LAS PEQUEÑAS CIFRAS DEL DESPILFARRO PÚBLICO

Luis María ANSON


Sirva solo como botón de muestra. Es el caso del cacique Baltar que ha enchufado a diestro y siniestro a sus amiguetes y paniaguados. Está contrastada una cifra reveladora del derroche del dinero público. En el Centro Cultural por él impulsado colocó a 33 bedeles para vigilar 3 puertas, es decir, 33 sueldos con su seguridad social, sus jubilaciones, sus gastos de oficina, calefacción y aire acondicionado; sus vacaciones, sus moscosos, sus canosos, sus puentes, sus ausencias por enfermedad y atenciones personales. Al contribuyente gallego le ha costado un ojo de la cara la vigilancia de esas 3 puertas.

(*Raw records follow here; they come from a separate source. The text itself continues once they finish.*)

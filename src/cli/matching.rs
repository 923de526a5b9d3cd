use std::path::{Path, PathBuf};

use crate::{
    catalog::{self, MatchSummary},
    config::{self, SpotifySettings},
    error, info,
    management::TokenManager,
    report,
    spotify::SpotifyCatalog,
    success,
};

use super::{print_summary, summary_row};

/// Matches a processed list written by an earlier scan.
pub async fn match_list(from: PathBuf, playlist: Option<String>, notfound_file: PathBuf) {
    let playlist_id = match config::resolve_playlist_id(playlist, &config::lookup_env) {
        Ok(id) => id,
        Err(e) => error!("{}", e),
    };
    let settings = match SpotifySettings::from_env() {
        Ok(settings) => settings,
        Err(e) => error!("{}", e),
    };

    let songs = match report::read_song_list(&from).await {
        Ok(songs) => songs,
        Err(e) => error!("Cannot read song list {}. Err: {}", from.display(), e),
    };

    let mut catalog = connect(settings).await;
    let summary = run_match(&mut catalog, &playlist_id, &songs, &notfound_file).await;

    print_summary(vec![
        summary_row("added", summary.added, None),
        summary_row(
            "not found",
            summary.not_found.len(),
            Some(notfound_file.as_path()),
        ),
    ]);
}

/// Loads the cached token. Exits when no token was stored yet.
pub(crate) async fn connect(settings: SpotifySettings) -> SpotifyCatalog {
    let api_url = settings.api_url.clone();
    let tokens = match TokenManager::load(settings).await {
        Ok(tokens) => tokens,
        Err(e) => error!(
            "Failed to load token. Please run tunesweep auth\n Error: {}",
            e
        ),
    };
    SpotifyCatalog::new(api_url, tokens)
}

/// Runs the catalog matcher and writes the not-found list. A failed catalog
/// call ends the process; additions made before it stay in the playlist.
pub(crate) async fn run_match(
    catalog: &mut SpotifyCatalog,
    playlist_id: &str,
    songs: &[String],
    notfound_file: &Path,
) -> MatchSummary {
    info!(
        "Searching {} songs and adding matches to playlist {}",
        songs.len(),
        playlist_id
    );

    let summary = match catalog::match_songs(catalog, playlist_id, songs).await {
        Ok(summary) => summary,
        Err(e) => error!(
            "Matching stopped at '{}' after {} of {} songs. Err: {}",
            e.failed_song,
            e.completed.added + e.completed.not_found.len(),
            songs.len(),
            e.source
        ),
    };

    info!("Not found: {:?}", summary.not_found);

    if let Err(e) = report::write_song_list(notfound_file, &summary.not_found).await {
        error!(
            "Failed to write not found songs to {}. Err: {}",
            notfound_file.display(),
            e
        );
    }

    success!(
        "{} tracks added, {} songs written to {}",
        summary.added,
        summary.not_found.len(),
        notfound_file.display()
    );

    summary
}
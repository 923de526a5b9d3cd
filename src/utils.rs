use std::path::PathBuf;

use base64::{Engine, engine::general_purpose::URL_SAFE_NO_PAD};
use rand::{Rng, distr::Alphanumeric};
use sha2::{Digest, Sha256};

pub fn generate_code_verifier() -> String {
    rand::rng()
        .sample_iter(&Alphanumeric)
        .take(128)
        .map(char::from)
        .collect()
}

pub fn generate_code_challenge(verifier: &str) -> String {
    let hash = Sha256::digest(verifier.as_bytes());
    URL_SAFE_NO_PAD.encode(hash)
}

/// Platform data directory for tunesweep, e.g. `~/.local/share/tunesweep`.
pub fn data_dir() -> PathBuf {
    let mut path = dirs::data_local_dir().unwrap_or_else(|| PathBuf::from("."));
    path.push("tunesweep");
    path
}

/// Extracts the playlist id from a bare id, a `spotify:playlist:<id>` URI or an
/// `https://open.spotify.com/playlist/<id>?...` link.
pub fn parse_playlist_id(input: &str) -> Result<String, String> {
    let input = input.trim();
    if input.is_empty() {
        return Err("playlist id cannot be empty".to_string());
    }

    let id = if let Some(rest) = input.strip_prefix("spotify:playlist:") {
        rest
    } else if let Some(pos) = input.find("/playlist/") {
        let rest = &input[pos + "/playlist/".len()..];
        rest.split(['?', '/', '#']).next().unwrap_or_default()
    } else {
        input
    };

    if id.is_empty() {
        return Err(format!("no playlist id found in '{}'", input));
    }
    if !id.chars().all(|c| c.is_ascii_alphanumeric()) {
        return Err(format!("invalid playlist id '{}'", id));
    }
    Ok(id.to_string())
}
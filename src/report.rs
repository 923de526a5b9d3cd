//! Plain text song lists.
//!
//! One song per line, UTF-8, `\n` terminated. Existing files are overwritten.
//! Names are written verbatim; a name that contains a line break spans two
//! lines when read back.

use std::path::Path;

pub async fn write_song_list(path: &Path, songs: &[String]) -> std::io::Result<()> {
    if let Some(parent) = path.parent() {
        if !parent.as_os_str().is_empty() {
            async_fs::create_dir_all(parent).await?;
        }
    }

    let mut content = String::new();
    for song in songs {
        content.push_str(song);
        content.push('\n');
    }
    async_fs::write(path, content).await
}

/// Reads a list written by [`write_song_list`]. Empty lines are skipped.
/// Only `\n` separates entries, so a trailing `\r` stays part of the name.
pub async fn read_song_list(path: &Path) -> std::io::Result<Vec<String>> {
    let content = async_fs::read_to_string(path).await?;
    Ok(content
        .split('\n')
        .filter(|line| !line.is_empty())
        .map(str::to_string)
        .collect())
}
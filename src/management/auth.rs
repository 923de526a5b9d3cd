use std::path::PathBuf;

use chrono::Utc;

use crate::{config::SpotifySettings, spotify, types::Token, utils};

/// Seconds before the real expiry at which a token is treated as expired.
const EXPIRY_MARGIN: u64 = 240;

pub struct TokenManager {
    token: Token,
    settings: SpotifySettings,
}

impl TokenManager {
    pub fn new(token: Token, settings: SpotifySettings) -> Self {
        TokenManager { token, settings }
    }

    pub async fn load(settings: SpotifySettings) -> Result<Self, String> {
        let path = Self::token_path();
        let content = async_fs::read_to_string(&path)
            .await
            .map_err(|e| format!("{}: {}", path.display(), e))?;
        let token: Token = serde_json::from_str(&content).map_err(|e| e.to_string())?;
        Ok(Self { token, settings })
    }

    pub async fn persist(&self) -> Result<(), String> {
        let path = Self::token_path();
        if let Some(parent) = path.parent() {
            async_fs::create_dir_all(parent)
                .await
                .map_err(|e| e.to_string())?;
        }

        let json = serde_json::to_string_pretty(&self.token).map_err(|e| e.to_string())?;
        async_fs::write(path, json).await.map_err(|e| e.to_string())
    }

    /// Returns an access token, refreshing and persisting it first when it is
    /// about to expire.
    pub async fn get_valid_token(&mut self) -> Result<String, String> {
        if self.is_expired() {
            let refreshed =
                spotify::auth::refresh_token(&self.settings, &self.token.refresh_token).await?;
            self.token = refreshed;
            self.persist().await?;
        }

        Ok(self.token.access_token.clone())
    }

    pub fn is_expired(&self) -> bool {
        is_expired_at(&self.token, Utc::now().timestamp() as u64)
    }

    fn token_path() -> PathBuf {
        utils::data_dir().join("cache/token.json")
    }
}

fn is_expired_at(token: &Token, now: u64) -> bool {
    now >= (token.obtained_at + token.expires_in).saturating_sub(EXPIRY_MARGIN)
}
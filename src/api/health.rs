use std::sync::Arc;

use axum::{Extension, response::Json};
use serde_json::{Value, json};
use tokio::sync::Mutex;

use crate::types::PkceToken;

pub async fn health(
    Extension(shared_state): Extension<Arc<Mutex<Option<PkceToken>>>>,
) -> Json<Value> {
    let awaiting_callback = shared_state
        .lock()
        .await
        .as_ref()
        .is_some_and(|pkce| pkce.token.is_none());

    Json(json!({
        "status": "ok",
        "name": env!("CARGO_PKG_NAME"),
        "version": env!("CARGO_PKG_VERSION"),
        "awaiting_callback": awaiting_callback
    }))
}
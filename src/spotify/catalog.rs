use reqwest::Client;

use crate::{
    catalog::{Catalog, CatalogError},
    management::TokenManager,
    types::{AddTrackToPlaylistRequest, AddTrackToPlaylistResponse, SearchResponse, Track},
};

/// The Spotify Web API as a [`Catalog`].
pub struct SpotifyCatalog {
    client: Client,
    api_url: String,
    tokens: TokenManager,
}

impl SpotifyCatalog {
    pub fn new(api_url: impl Into<String>, tokens: TokenManager) -> Self {
        Self {
            client: Client::new(),
            api_url: api_url.into(),
            tokens,
        }
    }

    async fn token(&mut self) -> Result<String, CatalogError> {
        self.tokens.get_valid_token().await.map_err(CatalogError::Auth)
    }
}

impl Catalog for SpotifyCatalog {
    async fn search_tracks(&mut self, query: &str) -> Result<Vec<Track>, CatalogError> {
        let token = self.token().await?;
        let api_url = format!("{uri}/search", uri = &self.api_url);

        let response = self
            .client
            .get(&api_url)
            .query(&[("q", query), ("type", "track")])
            .bearer_auth(token)
            .send()
            .await?
            .error_for_status()?;

        let json = response.json::<SearchResponse>().await?;
        Ok(json.tracks.items)
    }

    async fn add_to_playlist(
        &mut self,
        playlist_id: &str,
        track: &Track,
    ) -> Result<(), CatalogError> {
        let token = self.token().await?;
        let api_url = format!(
            "{uri}/playlists/{id}/tracks",
            uri = &self.api_url,
            id = playlist_id
        );

        let uri = if track.uri.is_empty() {
            format!("spotify:track:{}", track.id)
        } else {
            track.uri.clone()
        };
        let body = AddTrackToPlaylistRequest { uris: vec![uri] };

        let response = self
            .client
            .post(&api_url)
            .bearer_auth(token)
            .json(&body)
            .send()
            .await?
            .error_for_status()?;

        response.json::<AddTrackToPlaylistResponse>().await?;
        Ok(())
    }
}
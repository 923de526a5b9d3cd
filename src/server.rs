use axum::{Extension, Router, routing::get};
use std::sync::Arc;
use tokio::sync::Mutex;

use crate::{api, config::SpotifySettings, error, types::PkceToken};

pub fn router(state: Arc<Mutex<Option<PkceToken>>>, settings: Arc<SpotifySettings>) -> Router {
    Router::new()
        .route("/health", get(api::health))
        .route("/callback", get(api::callback))
        .layer(Extension(state))
        .layer(Extension(settings))
}

pub async fn start_api_server(state: Arc<Mutex<Option<PkceToken>>>, settings: Arc<SpotifySettings>) {
    let addr = settings.server_addr;
    let app = router(state, settings);

    let listener = match tokio::net::TcpListener::bind(&addr).await {
        Ok(listener) => listener,
        Err(e) => error!("Failed to bind callback server to {}: {}", addr, e),
    };

    if let Err(e) = axum::serve(listener, app).await {
        error!("Callback server stopped: {}", e);
    }
}
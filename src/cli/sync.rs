use std::path::PathBuf;

use crate::{
    config::{self, SpotifySettings},
    error,
};

use super::{
    matching::{connect, run_match},
    print_summary,
    scan::run_scan,
    summary_row,
};

/// Scan, delete, search and append in one run.
///
/// Every setting and the cached token are checked before the first file is
/// touched, so a misconfigured run never deletes anything.
pub async fn sync(
    dir: Option<PathBuf>,
    playlist: Option<String>,
    processed_file: PathBuf,
    notfound_file: PathBuf,
) {
    let dir = match config::resolve_music_dir(dir, &config::lookup_env) {
        Ok(dir) => dir,
        Err(e) => error!("{}", e),
    };
    let playlist_id = match config::resolve_playlist_id(playlist, &config::lookup_env) {
        Ok(id) => id,
        Err(e) => error!("{}", e),
    };
    let settings = match SpotifySettings::from_env() {
        Ok(settings) => settings,
        Err(e) => error!("{}", e),
    };
    let mut catalog = connect(settings).await;

    let scanned = run_scan(&dir, &processed_file).await;
    let matched = run_match(&mut catalog, &playlist_id, &scanned.songs, &notfound_file).await;

    print_summary(vec![
        summary_row(
            "processed",
            scanned.songs.len(),
            Some(processed_file.as_path()),
        ),
        summary_row("added", matched.added, None),
        summary_row(
            "not found",
            matched.not_found.len(),
            Some(notfound_file.as_path()),
        ),
    ]);
}
use serde::{Deserialize, Serialize};
use tabled::Tabled;

#[derive(Debug, Clone, Serialize, Deserialize)]
pub struct Token {
    pub access_token: String,
    pub refresh_token: String,
    pub scope: String,
    pub expires_in: u64,
    pub obtained_at: u64,
}

#[derive(Debug, Clone)]
pub struct PkceToken {
    pub code_verifier: String,
    pub token: Option<Token>,
}

#[derive(Debug, Clone, Serialize, Deserialize)]
pub struct SearchResponse {
    pub tracks: Tracks,
}

#[derive(Debug, Clone, Serialize, Deserialize)]
pub struct Tracks {
    pub items: Vec<Track>,
}

/// A search hit. Only the fields needed to address the track are decoded.
#[derive(Debug, Clone, PartialEq, Eq, Serialize, Deserialize)]
pub struct Track {
    pub id: String,
    #[serde(default)]
    pub uri: String,
}

#[derive(Debug, Clone, Serialize, Deserialize)]
pub struct AddTrackToPlaylistRequest {
    pub uris: Vec<String>,
}

#[derive(Debug, Clone, Serialize, Deserialize)]
pub struct AddTrackToPlaylistResponse {
    pub snapshot_id: String,
}

#[derive(Tabled)]
pub struct SummaryTableRow {
    pub list: String,
    pub songs: usize,
    pub file: String,
}

#[derive(Debug, Clone, Serialize, Deserialize)]
pub struct TokenResponse {
    pub access_token: String,
    #[serde(default)]
    pub refresh_token: Option<String>,
    #[serde(default)]
    pub scope: Option<String>,
    #[serde(default = "default_expires_in")]
    pub expires_in: u64,
}

fn default_expires_in() -> u64 {
    3600
}
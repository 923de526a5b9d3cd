use std::fs;

use tempfile::tempdir;
use tunesweep::report::{read_song_list, write_song_list};

#[tokio::test]
async fn writes_one_line_per_song() {
    let dir = tempdir().unwrap();
    let path = dir.path().join("all-processed_songs.txt");
    let songs = vec!["Y X".to_string(), "Bohemian Rhapsody Queen".to_string()];

    write_song_list(&path, &songs).await.unwrap();

    assert_eq!(
        fs::read_to_string(&path).unwrap(),
        "Y X\nBohemian Rhapsody Queen\n"
    );
    assert_eq!(read_song_list(&path).await.unwrap(), songs);
}

#[tokio::test]
async fn empty_list_writes_empty_file() {
    let dir = tempdir().unwrap();
    let path = dir.path().join("notfound.txt");

    write_song_list(&path, &[]).await.unwrap();

    assert!(path.is_file());
    assert_eq!(fs::read_to_string(&path).unwrap(), "");
    assert!(read_song_list(&path).await.unwrap().is_empty());
}

#[tokio::test]
async fn existing_file_is_overwritten() {
    let dir = tempdir().unwrap();
    let path = dir.path().join("notfound.txt");
    fs::write(&path, "old one\nold two\nold three\n").unwrap();

    write_song_list(&path, &["new".to_string()]).await.unwrap();

    assert_eq!(fs::read_to_string(&path).unwrap(), "new\n");
}

#[tokio::test]
async fn duplicates_and_unicode_survive() {
    let dir = tempdir().unwrap();
    let path = dir.path().join("list.txt");
    let songs = vec![
        "Y X".to_string(),
        "Y X".to_string(),
        "Ça plane pour moi Plastic Bertrand".to_string(),
    ];

    write_song_list(&path, &songs).await.unwrap();

    assert_eq!(read_song_list(&path).await.unwrap(), songs);
}

#[tokio::test]
async fn missing_parent_directory_is_created() {
    let dir = tempdir().unwrap();
    let path = dir.path().join("reports/2024/notfound.txt");

    write_song_list(&path, &["A a".to_string()]).await.unwrap();

    assert_eq!(fs::read_to_string(&path).unwrap(), "A a\n");
}

#[tokio::test]
async fn reading_skips_blank_lines() {
    let dir = tempdir().unwrap();
    let path = dir.path().join("hand-edited.txt");
    fs::write(&path, "A a\n\nB b\n").unwrap();

    assert_eq!(
        read_song_list(&path).await.unwrap(),
        vec!["A a".to_string(), "B b".to_string()]
    );
}

#[tokio::test]
async fn reading_a_missing_list_fails() {
    let dir = tempdir().unwrap();
    assert!(read_song_list(&dir.path().join("nope.txt")).await.is_err());
}

#[tokio::test]
async fn trailing_carriage_return_survives_round_trip() {
    let dir = tempdir().unwrap();
    let path = dir.path().join("list.txt");
    let songs = vec!["Y X\r".to_string(), "A a".to_string()];

    write_song_list(&path, &songs).await.unwrap();

    assert_eq!(fs::read_to_string(&path).unwrap(), "Y X\r\nA a\n");
    assert_eq!(read_song_list(&path).await.unwrap(), songs);
}
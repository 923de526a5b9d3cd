//! # Spotify Integration Module
//!
//! This module is the integration layer between Tunesweep and the Spotify Web
//! API. It covers the two things a run needs from Spotify: an access token for
//! the user, and a catalog that can search tracks and append them to a
//! playlist.
//!
//! ## Architecture
//!
//! ```text
//! Application Layer (CLI)
//!          ↓
//! Catalog trait (search, append)
//!          ↓
//! Spotify Integration Layer
//!     ├── Authentication (OAuth 2.0 PKCE, token refresh)
//!     └── Catalog (track search, playlist append)
//!          ↓
//! HTTP Layer (reqwest, JSON)
//!          ↓
//! Spotify Web API
//! ```
//!
//! ## Core Modules
//!
//! ### Authentication Module
//!
//! [`auth`] - Implements the OAuth 2.0 authorization code flow with PKCE:
//! - **Complete Auth Flow**: Handles the full OAuth process from initial request to token storage
//! - **Confidential Clients**: Sends the client secret as basic auth when one is configured
//! - **Token Refresh**: Exchanges the refresh token once the access token is about to expire
//! - **Browser Integration**: Automatic browser launch for user authorization
//! - **Local Callback Server**: Temporary HTTP server for receiving OAuth callbacks
//!
//! ### Catalog Module
//!
//! [`SpotifyCatalog`] - Implements [`crate::catalog::Catalog`]:
//! - **Track Search**: `GET /search` restricted to tracks, raw query string
//! - **Playlist Append**: `POST /playlists/{id}/tracks`, one track per call
//!
//! ## Error Handling
//!
//! Requests are sent once. There is no retry and no rate limit handling: a
//! non-success status becomes a [`crate::catalog::CatalogError`] and stops the
//! run. Timeouts are reqwest's defaults.
//!
//! ## Configuration
//!
//! Endpoints and credentials come from [`crate::config::SpotifySettings`], so
//! tests and alternative deployments can point the client at another host.

pub mod auth;
mod catalog;

pub use catalog::SpotifyCatalog;
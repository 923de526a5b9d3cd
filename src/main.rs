use std::{path::PathBuf, sync::Arc};

use clap::{
    CommandFactory, Parser, Subcommand,
    builder::{
        Styles,
        styling::{AnsiColor, Effects},
    },
};
use clap_complete::{Shell, generate};

use tokio::sync::Mutex;
use tunesweep::{cli, config, error, types::PkceToken};

fn styles() -> Styles {
    Styles::styled()
        .header(AnsiColor::White.on_default() | Effects::BOLD)
        .usage(AnsiColor::White.on_default() | Effects::BOLD)
        .literal(AnsiColor::BrightBlue.on_default())
        .placeholder(AnsiColor::BrightGreen.on_default())
}

#[derive(Parser, Debug, Clone)]
#[clap(
  version = env!("CARGO_PKG_VERSION"),
  name=env!("CARGO_PKG_NAME"),
  bin_name=env!("CARGO_PKG_NAME"),
  about=env!("CARGO_PKG_DESCRIPTION"),
  styles=styles(),
)]
struct Cli {
    #[clap(subcommand)]
    command: Command,
}

#[derive(Subcommand, Debug, Clone)]
pub enum Command {
    /// Authorize with Spotify API
    Auth,

    /// Scan a folder, delete tagged files and add the songs to a playlist
    Sync(SyncOptions),

    /// Scan a folder, delete tagged files and write the processed list
    Scan(ScanOptions),

    /// Add the songs of a processed list to a playlist
    Match(MatchOptions),

    /// Get shell completions
    Completions(CompletionsOption),
}

#[derive(Parser, Debug, Clone)]
pub struct SyncOptions {
    /// Folder with the audio files (defaults to TUNESWEEP_MUSIC_DIR)
    #[clap(long)]
    pub dir: Option<PathBuf>,

    /// Playlist id, URI or link (defaults to TUNESWEEP_PLAYLIST_ID)
    #[clap(long)]
    pub playlist: Option<String>,

    /// Where to write every processed song
    #[clap(long, default_value = config::DEFAULT_PROCESSED_FILE)]
    pub processed_file: PathBuf,

    /// Where to write songs without a catalog match
    #[clap(long, default_value = config::DEFAULT_NOTFOUND_FILE)]
    pub notfound_file: PathBuf,
}

#[derive(Parser, Debug, Clone)]
pub struct ScanOptions {
    /// Folder with the audio files (defaults to TUNESWEEP_MUSIC_DIR)
    #[clap(long)]
    pub dir: Option<PathBuf>,

    /// Where to write every processed song
    #[clap(long, default_value = config::DEFAULT_PROCESSED_FILE)]
    pub processed_file: PathBuf,
}

#[derive(Parser, Debug, Clone)]
pub struct MatchOptions {
    /// Song list to match, one song per line
    #[clap(long, default_value = config::DEFAULT_PROCESSED_FILE)]
    pub from: PathBuf,

    /// Playlist id, URI or link (defaults to TUNESWEEP_PLAYLIST_ID)
    #[clap(long)]
    pub playlist: Option<String>,

    /// Where to write songs without a catalog match
    #[clap(long, default_value = config::DEFAULT_NOTFOUND_FILE)]
    pub notfound_file: PathBuf,
}

#[derive(Parser, Debug, Clone)]
pub struct CompletionsOption {
    shell: Shell,
}

#[tokio::main]
async fn main() {
    if let Err(e) = config::load_env().await {
        error!("Cannot load environment. Err: {}", e);
    }

    let cli = Cli::parse();

    match cli.command {
        Command::Auth => {
            let oauth_result: Arc<Mutex<Option<PkceToken>>> = Arc::new(Mutex::new(None));
            cli::auth(Arc::clone(&oauth_result)).await;
        }
        Command::Sync(opt) => {
            cli::sync(opt.dir, opt.playlist, opt.processed_file, opt.notfound_file).await
        }
        Command::Scan(opt) => cli::scan(opt.dir, opt.processed_file).await,
        Command::Match(opt) => cli::match_list(opt.from, opt.playlist, opt.notfound_file).await,
        Command::Completions(opt) => {
            let mut cmd = Cli::command();
            let name = cmd.get_name().to_string();
            generate(opt.shell, &mut cmd, name, &mut std::io::stdout())
        }
    }
}
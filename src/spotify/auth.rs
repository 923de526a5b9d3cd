use std::{sync::Arc, time::Duration};

use chrono::Utc;
use reqwest::{Client, RequestBuilder, Url};
use tokio::sync::Mutex;

use crate::{
    config::SpotifySettings,
    error,
    management::TokenManager,
    server::start_api_server,
    success,
    types::{PkceToken, Token, TokenResponse},
    utils, warning,
};

/// Runs the authorization code flow with PKCE and persists the token.
///
/// Starts the local callback server, opens the authorize URL in the browser
/// and waits up to 60 seconds for the callback to deliver a token.
pub async fn auth(shared_state: Arc<Mutex<Option<PkceToken>>>, settings: SpotifySettings) {
    let redirect_uri = match settings.redirect_uri() {
        Ok(uri) => uri.to_string(),
        Err(e) => error!("{}", e),
    };

    // generate PKCE verifier and challenge
    let code_verifier = utils::generate_code_verifier();
    let code_challenge = utils::generate_code_challenge(&code_verifier);

    // start API server
    let server_state = Arc::clone(&shared_state);
    let server_settings = Arc::new(settings.clone());
    tokio::spawn(async move {
        start_api_server(server_state, server_settings).await;
    });

    let auth_url = match Url::parse_with_params(
        &settings.auth_url,
        &[
            ("client_id", settings.client_id.as_str()),
            ("response_type", "code"),
            ("redirect_uri", redirect_uri.as_str()),
            ("code_challenge", code_challenge.as_str()),
            ("code_challenge_method", "S256"),
            ("scope", settings.scope.as_str()),
        ],
    ) {
        Ok(url) => url.to_string(),
        Err(e) => error!("Invalid authorization URL {}: {}", settings.auth_url, e),
    };

    // Store verifier in shared state before redirect
    {
        let mut lock = shared_state.lock().await;
        *lock = Some(PkceToken {
            code_verifier: code_verifier.clone(),
            token: None,
        });
    }

    if webbrowser::open(&auth_url).is_err() {
        warning!(
            "Failed to open browser. Please navigate to the following URL manually:\n{}",
            auth_url
        )
    }

    let token = wait_for_token(shared_state).await;

    match token {
        Some(t) => {
            let token_manager = TokenManager::new(t, settings);
            if let Err(e) = token_manager.persist().await {
                error!("Failed to save token to cache: {}", e);
            }

            success!("Authentication successful!");
        }
        None => {
            error!("Authentication failed or timed out.");
        }
    }
}

async fn wait_for_token(shared_state: Arc<Mutex<Option<PkceToken>>>) -> Option<Token> {
    use std::time::Instant;

    let max_wait = Duration::from_secs(60);
    let start = Instant::now();

    while start.elapsed() < max_wait {
        let lock = shared_state.lock().await;
        if let Some(pkce_token) = lock.as_ref() {
            if let Some(token) = &pkce_token.token {
                return Some(token.clone());
            }
        }
        drop(lock);
        tokio::time::sleep(Duration::from_secs(1)).await;
    }

    None
}

/// Identifies the client on a token request: basic auth for a confidential
/// client, a `client_id` form field for a public PKCE client.
fn with_client_auth<'a>(
    request: RequestBuilder,
    settings: &'a SpotifySettings,
    form: &mut Vec<(&'static str, &'a str)>,
) -> RequestBuilder {
    match &settings.client_secret {
        Some(secret) => request.basic_auth(&settings.client_id, Some(secret)),
        None => {
            form.push(("client_id", &settings.client_id));
            request
        }
    }
}

fn into_token(response: TokenResponse, previous_refresh: Option<&str>) -> Token {
    Token {
        access_token: response.access_token,
        refresh_token: response
            .refresh_token
            .or_else(|| previous_refresh.map(str::to_string))
            .unwrap_or_default(),
        scope: response.scope.unwrap_or_default(),
        expires_in: response.expires_in,
        obtained_at: Utc::now().timestamp() as u64,
    }
}

pub async fn refresh_token(settings: &SpotifySettings, refresh_token: &str) -> Result<Token, String> {
    let mut form = vec![
        ("grant_type", "refresh_token"),
        ("refresh_token", refresh_token),
    ];
    let request = with_client_auth(Client::new().post(&settings.token_url), settings, &mut form);

    let response = request
        .form(&form)
        .send()
        .await
        .and_then(|res| res.error_for_status())
        .map_err(|e| e.to_string())?;
    let json: TokenResponse = response.json().await.map_err(|e| e.to_string())?;

    // Spotify only sends a new refresh token when it rotates the old one.
    Ok(into_token(json, Some(refresh_token)))
}

pub async fn exchange_code_pkce(
    settings: &SpotifySettings,
    code: &str,
    verifier: &str,
) -> Result<Token, reqwest::Error> {
    let redirect_uri = settings.redirect_uri.as_deref().unwrap_or_default();

    let mut form = vec![
        ("grant_type", "authorization_code"),
        ("code", code),
        ("code_verifier", verifier),
        ("redirect_uri", redirect_uri),
    ];
    let request = with_client_auth(Client::new().post(&settings.token_url), settings, &mut form);

    let res = request.form(&form).send().await?.error_for_status()?;
    let json: TokenResponse = res.json().await?;

    Ok(into_token(json, None))
}
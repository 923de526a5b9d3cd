//! # API Module
//!
//! HTTP endpoints served by the local callback server while `tunesweep auth`
//! waits for the user to grant access.
//!
//! ## Endpoints
//!
//! - [`callback`] - Receives the authorization code from Spotify's authorization
//!   server and exchanges it, together with the PKCE verifier, for a token.
//! - [`health`] - Returns application status and version information.
//!
//! ## Usage Example
//!
//! ```rust,ignore
//! use axum::{Router, routing::get};
//! use tunesweep::api::{callback, health};
//!
//! let app = Router::new()
//!     .route("/callback", get(callback))
//!     .route("/health", get(health));
//! ```

mod callback;
mod health;

pub use callback::callback;
pub use health::health;
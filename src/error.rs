use thiserror::Error;

/// Everything that can end a `speak` attempt early.
///
/// Cloneable so failures can be fanned out to event subscribers as well as logged.
#[derive(Error, Debug, Clone, PartialEq, Eq)]
pub enum TtsError {
    #[error("invalid input: {0}")]
    InvalidInput(String),

    #[error("network error: {0}")]
    Network(String),

    #[error("TTS endpoint returned HTTP {status}: {body}")]
    HttpStatus { status: u16, body: String },

    #[error("malformed TTS response: {0}")]
    Parse(String),

    #[error("TTS response carried no audio: {0}")]
    EmptyPayload(&'static str),

    #[error("failed to build audio artifact: {0}")]
    Encode(String),

    #[error("playback failed: {0}")]
    Playback(String),
}

impl TtsError {
    /// HTTP status code, when the failure came from a non-2xx response.
    pub fn status(&self) -> Option<u16> {
        match self {
            TtsError::HttpStatus { status, .. } => Some(*status),
            _ => None,
        }
    }
}

impl From<reqwest::Error> for TtsError {
    fn from(err: reqwest::Error) -> Self {
        TtsError::Network(err.to_string())
    }
}

impl From<serde_json::Error> for TtsError {
    fn from(err: serde_json::Error) -> Self {
        TtsError::Parse(err.to_string())
    }
}

impl From<base64::DecodeError> for TtsError {
    fn from(err: base64::DecodeError) -> Self {
        TtsError::Parse(format!("inline audio is not valid base64: {err}"))
    }
}

impl From<std::io::Error> for TtsError {
    fn from(err: std::io::Error) -> Self {
        TtsError::Encode(err.to_string())
    }
}

pub type Result<T> = std::result::Result<T, TtsError>;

Es lo que va, salvo excepciones, de la gestión pública a la privada. La suma de empleados de Telecinco, Antena 3, la Cuatro y la Sexta es inferior a los que sestean a la pequeña televisión autonómica de Valencia. Una parte sustancial de la crisis económica deriva del despilfarro que del dinero público ha hecho la clase política. Los 33 bedeles de Baltar para 3 puertas son solo una anécdota de lo que se ha generalizado en las Administraciones central, autonómica, provincial y municipal. La calidad de nouveau rich de muchos de nuestros políticos nos ha conducido a la desmesura y al ridículo. Unos impuestos casi confiscatorios directos e indirectos se utilizan en proporción no desdeñable para solaz de unos políticos que gastan sin tino en edificios suntuosos, viajes gratis total, incesantes gastos de representación, amén de colocar a sus parientes, amiguetes y paniaguados en puestos innecesarios que se pagan entre todos los ciudadanos. Un escándalo, en fin, que no cesa.